**WHAT THE TASK REQUIRES**: Only one number is expected here, namely how many lines of the entries below hold the string "filter".

**RECORDS FOR PROCESSING**:
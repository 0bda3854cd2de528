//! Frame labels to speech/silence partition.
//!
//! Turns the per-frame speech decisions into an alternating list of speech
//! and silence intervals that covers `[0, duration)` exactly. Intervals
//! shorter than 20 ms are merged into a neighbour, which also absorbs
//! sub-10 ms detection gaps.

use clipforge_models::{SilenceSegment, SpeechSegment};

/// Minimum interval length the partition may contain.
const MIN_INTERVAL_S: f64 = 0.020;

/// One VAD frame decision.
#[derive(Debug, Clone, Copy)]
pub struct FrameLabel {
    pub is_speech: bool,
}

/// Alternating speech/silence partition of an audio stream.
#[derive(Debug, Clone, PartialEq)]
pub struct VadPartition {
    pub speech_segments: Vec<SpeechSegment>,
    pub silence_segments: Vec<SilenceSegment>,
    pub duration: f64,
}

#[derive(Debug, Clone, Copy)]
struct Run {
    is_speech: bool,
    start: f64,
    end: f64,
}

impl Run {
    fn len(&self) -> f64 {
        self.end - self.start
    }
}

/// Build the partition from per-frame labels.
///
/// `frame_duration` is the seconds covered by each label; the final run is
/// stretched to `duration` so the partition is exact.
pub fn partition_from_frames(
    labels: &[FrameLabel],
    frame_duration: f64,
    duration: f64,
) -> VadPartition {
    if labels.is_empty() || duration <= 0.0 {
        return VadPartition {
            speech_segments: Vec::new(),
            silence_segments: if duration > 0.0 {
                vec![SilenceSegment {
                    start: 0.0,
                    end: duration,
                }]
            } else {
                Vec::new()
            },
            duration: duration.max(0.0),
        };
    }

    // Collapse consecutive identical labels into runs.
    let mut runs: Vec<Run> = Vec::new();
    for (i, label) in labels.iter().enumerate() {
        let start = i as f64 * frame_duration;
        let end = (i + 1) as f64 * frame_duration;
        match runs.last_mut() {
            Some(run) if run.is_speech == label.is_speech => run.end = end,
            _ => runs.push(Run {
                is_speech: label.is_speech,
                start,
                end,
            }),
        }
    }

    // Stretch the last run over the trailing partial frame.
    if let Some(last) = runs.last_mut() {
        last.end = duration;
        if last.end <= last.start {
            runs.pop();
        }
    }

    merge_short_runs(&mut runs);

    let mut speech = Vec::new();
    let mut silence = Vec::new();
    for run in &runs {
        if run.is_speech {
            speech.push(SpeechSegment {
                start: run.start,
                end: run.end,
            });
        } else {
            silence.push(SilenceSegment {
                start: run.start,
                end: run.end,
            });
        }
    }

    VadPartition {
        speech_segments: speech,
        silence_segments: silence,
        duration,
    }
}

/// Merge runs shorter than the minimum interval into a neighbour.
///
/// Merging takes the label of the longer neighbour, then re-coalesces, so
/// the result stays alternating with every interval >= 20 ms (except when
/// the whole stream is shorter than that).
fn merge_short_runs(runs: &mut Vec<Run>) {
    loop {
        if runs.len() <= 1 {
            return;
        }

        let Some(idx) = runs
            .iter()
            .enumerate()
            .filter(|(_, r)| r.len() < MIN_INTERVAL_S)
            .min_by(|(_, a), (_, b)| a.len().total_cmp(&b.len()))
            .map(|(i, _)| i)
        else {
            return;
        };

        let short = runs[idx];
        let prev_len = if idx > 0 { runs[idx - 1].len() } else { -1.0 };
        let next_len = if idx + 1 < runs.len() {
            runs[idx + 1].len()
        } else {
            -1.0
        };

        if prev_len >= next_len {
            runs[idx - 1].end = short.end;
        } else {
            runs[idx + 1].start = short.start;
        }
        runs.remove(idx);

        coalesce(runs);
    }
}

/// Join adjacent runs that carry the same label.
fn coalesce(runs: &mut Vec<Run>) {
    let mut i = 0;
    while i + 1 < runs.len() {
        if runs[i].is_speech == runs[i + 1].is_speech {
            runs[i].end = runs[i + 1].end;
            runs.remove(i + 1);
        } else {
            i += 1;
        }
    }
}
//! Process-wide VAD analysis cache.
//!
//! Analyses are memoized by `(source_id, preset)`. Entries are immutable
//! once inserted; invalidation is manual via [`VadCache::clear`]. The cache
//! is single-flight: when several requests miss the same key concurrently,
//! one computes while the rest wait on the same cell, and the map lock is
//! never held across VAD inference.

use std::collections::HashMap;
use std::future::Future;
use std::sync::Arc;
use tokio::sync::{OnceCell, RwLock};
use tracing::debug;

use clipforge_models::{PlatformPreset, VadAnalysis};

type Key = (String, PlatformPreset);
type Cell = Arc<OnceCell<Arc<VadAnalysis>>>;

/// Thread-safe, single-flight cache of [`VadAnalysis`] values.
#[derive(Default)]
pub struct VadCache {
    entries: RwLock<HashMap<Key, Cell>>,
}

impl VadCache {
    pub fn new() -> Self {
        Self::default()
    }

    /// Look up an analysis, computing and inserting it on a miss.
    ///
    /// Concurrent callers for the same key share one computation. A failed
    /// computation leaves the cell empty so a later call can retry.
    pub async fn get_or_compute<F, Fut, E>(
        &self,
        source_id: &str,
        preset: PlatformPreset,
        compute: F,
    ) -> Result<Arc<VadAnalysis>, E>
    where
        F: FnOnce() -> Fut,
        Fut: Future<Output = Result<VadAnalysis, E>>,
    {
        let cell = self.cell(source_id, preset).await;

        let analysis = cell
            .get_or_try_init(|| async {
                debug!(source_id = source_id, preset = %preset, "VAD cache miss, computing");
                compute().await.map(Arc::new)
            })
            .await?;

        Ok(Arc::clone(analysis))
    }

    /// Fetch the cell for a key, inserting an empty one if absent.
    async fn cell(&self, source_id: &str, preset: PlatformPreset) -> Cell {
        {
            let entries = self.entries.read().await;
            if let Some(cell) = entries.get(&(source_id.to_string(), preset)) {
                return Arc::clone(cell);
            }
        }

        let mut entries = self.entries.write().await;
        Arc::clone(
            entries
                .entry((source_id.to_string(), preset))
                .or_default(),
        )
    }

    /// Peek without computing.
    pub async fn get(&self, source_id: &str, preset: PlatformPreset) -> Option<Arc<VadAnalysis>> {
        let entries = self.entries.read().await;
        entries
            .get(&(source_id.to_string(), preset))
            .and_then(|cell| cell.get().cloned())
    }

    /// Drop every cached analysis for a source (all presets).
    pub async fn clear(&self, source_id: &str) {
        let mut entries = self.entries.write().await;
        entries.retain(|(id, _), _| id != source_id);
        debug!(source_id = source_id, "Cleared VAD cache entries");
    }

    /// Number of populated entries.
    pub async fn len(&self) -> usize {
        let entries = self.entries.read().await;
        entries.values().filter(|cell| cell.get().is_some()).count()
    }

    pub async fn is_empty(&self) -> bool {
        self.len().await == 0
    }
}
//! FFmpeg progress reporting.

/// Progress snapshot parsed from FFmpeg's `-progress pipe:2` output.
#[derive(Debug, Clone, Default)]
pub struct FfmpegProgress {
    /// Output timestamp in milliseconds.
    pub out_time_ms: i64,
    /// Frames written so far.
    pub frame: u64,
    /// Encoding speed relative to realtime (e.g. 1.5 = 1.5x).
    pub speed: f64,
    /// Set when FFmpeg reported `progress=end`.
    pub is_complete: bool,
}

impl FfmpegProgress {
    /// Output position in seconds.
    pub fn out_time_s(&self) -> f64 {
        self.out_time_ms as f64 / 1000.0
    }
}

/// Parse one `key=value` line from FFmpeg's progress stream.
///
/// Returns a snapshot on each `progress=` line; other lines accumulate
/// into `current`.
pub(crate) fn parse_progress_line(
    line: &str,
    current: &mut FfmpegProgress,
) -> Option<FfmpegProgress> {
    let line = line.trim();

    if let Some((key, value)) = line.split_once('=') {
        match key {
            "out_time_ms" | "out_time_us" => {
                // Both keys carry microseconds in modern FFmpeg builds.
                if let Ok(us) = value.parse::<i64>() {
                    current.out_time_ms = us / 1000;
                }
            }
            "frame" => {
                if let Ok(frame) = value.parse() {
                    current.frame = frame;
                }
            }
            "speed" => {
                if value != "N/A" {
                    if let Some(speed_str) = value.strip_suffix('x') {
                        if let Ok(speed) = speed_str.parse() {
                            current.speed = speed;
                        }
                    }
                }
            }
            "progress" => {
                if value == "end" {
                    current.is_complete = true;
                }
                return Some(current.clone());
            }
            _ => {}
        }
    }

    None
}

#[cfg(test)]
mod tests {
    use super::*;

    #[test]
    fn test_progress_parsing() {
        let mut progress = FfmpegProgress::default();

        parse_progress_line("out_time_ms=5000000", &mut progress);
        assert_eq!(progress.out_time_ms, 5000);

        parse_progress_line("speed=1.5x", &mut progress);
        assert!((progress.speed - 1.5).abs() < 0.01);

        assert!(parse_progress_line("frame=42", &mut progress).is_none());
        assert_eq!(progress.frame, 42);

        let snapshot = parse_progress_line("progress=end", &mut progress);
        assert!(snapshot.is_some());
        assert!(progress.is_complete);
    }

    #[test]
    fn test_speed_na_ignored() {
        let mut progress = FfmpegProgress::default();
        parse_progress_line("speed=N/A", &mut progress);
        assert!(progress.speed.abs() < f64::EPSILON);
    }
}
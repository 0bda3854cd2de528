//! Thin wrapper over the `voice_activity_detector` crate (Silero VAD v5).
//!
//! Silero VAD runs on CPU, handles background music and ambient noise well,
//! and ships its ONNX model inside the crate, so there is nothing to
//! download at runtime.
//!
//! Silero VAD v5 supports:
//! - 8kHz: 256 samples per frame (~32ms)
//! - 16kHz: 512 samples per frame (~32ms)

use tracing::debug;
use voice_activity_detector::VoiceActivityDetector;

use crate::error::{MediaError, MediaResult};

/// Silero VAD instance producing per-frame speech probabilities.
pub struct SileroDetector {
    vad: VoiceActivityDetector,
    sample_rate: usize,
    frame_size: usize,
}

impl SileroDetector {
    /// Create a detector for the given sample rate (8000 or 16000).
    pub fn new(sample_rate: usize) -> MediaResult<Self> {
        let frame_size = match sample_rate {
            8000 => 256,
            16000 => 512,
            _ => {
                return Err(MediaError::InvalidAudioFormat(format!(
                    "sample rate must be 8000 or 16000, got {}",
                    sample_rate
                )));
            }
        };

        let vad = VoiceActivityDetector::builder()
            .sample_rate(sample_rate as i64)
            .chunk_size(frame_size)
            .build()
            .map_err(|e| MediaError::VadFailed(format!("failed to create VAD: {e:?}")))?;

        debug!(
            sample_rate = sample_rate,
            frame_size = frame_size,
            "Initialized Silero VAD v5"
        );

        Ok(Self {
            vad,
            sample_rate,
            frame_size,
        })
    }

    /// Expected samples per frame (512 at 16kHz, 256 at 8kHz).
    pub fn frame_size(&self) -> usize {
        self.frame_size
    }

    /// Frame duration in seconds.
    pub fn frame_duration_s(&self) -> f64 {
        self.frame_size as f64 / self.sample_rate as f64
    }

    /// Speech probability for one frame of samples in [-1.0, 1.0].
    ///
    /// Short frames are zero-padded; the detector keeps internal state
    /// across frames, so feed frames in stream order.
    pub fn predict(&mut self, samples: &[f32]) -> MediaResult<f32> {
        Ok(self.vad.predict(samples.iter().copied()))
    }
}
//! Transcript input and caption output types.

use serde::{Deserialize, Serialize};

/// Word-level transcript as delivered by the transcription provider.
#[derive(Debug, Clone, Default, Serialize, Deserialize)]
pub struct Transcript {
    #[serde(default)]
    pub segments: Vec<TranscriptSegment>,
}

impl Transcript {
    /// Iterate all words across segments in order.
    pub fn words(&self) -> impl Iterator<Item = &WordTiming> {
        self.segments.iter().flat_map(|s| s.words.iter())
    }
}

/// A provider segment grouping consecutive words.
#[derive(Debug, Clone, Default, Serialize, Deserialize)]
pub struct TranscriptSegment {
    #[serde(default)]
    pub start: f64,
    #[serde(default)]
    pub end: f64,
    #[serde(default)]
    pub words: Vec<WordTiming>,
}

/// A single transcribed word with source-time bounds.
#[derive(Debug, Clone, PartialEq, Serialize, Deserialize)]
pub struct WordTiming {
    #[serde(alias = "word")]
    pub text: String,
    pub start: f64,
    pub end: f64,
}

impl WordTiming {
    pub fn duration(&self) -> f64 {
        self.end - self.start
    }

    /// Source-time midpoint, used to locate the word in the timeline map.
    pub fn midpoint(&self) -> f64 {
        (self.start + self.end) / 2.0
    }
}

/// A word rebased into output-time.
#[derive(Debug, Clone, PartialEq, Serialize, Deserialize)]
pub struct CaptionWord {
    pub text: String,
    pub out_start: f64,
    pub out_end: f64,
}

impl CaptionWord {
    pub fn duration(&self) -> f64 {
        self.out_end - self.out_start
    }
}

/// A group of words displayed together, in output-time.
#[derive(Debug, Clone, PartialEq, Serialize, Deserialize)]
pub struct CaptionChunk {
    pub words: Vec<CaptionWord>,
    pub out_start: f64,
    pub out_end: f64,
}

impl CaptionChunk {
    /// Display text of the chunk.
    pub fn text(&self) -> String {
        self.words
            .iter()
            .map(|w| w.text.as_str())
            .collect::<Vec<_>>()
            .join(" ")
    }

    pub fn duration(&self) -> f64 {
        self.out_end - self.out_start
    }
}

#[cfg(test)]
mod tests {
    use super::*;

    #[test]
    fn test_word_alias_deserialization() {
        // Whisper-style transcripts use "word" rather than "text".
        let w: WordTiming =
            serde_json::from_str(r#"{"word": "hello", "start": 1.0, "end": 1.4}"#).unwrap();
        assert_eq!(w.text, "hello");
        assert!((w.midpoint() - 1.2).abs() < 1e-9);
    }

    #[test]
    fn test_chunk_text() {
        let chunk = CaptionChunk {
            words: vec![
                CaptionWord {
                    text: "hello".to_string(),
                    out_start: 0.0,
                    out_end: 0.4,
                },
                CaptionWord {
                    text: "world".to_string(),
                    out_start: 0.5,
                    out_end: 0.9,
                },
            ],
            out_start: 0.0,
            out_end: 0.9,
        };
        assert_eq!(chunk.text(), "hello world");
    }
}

**WRITTEN SOLUTION**: 2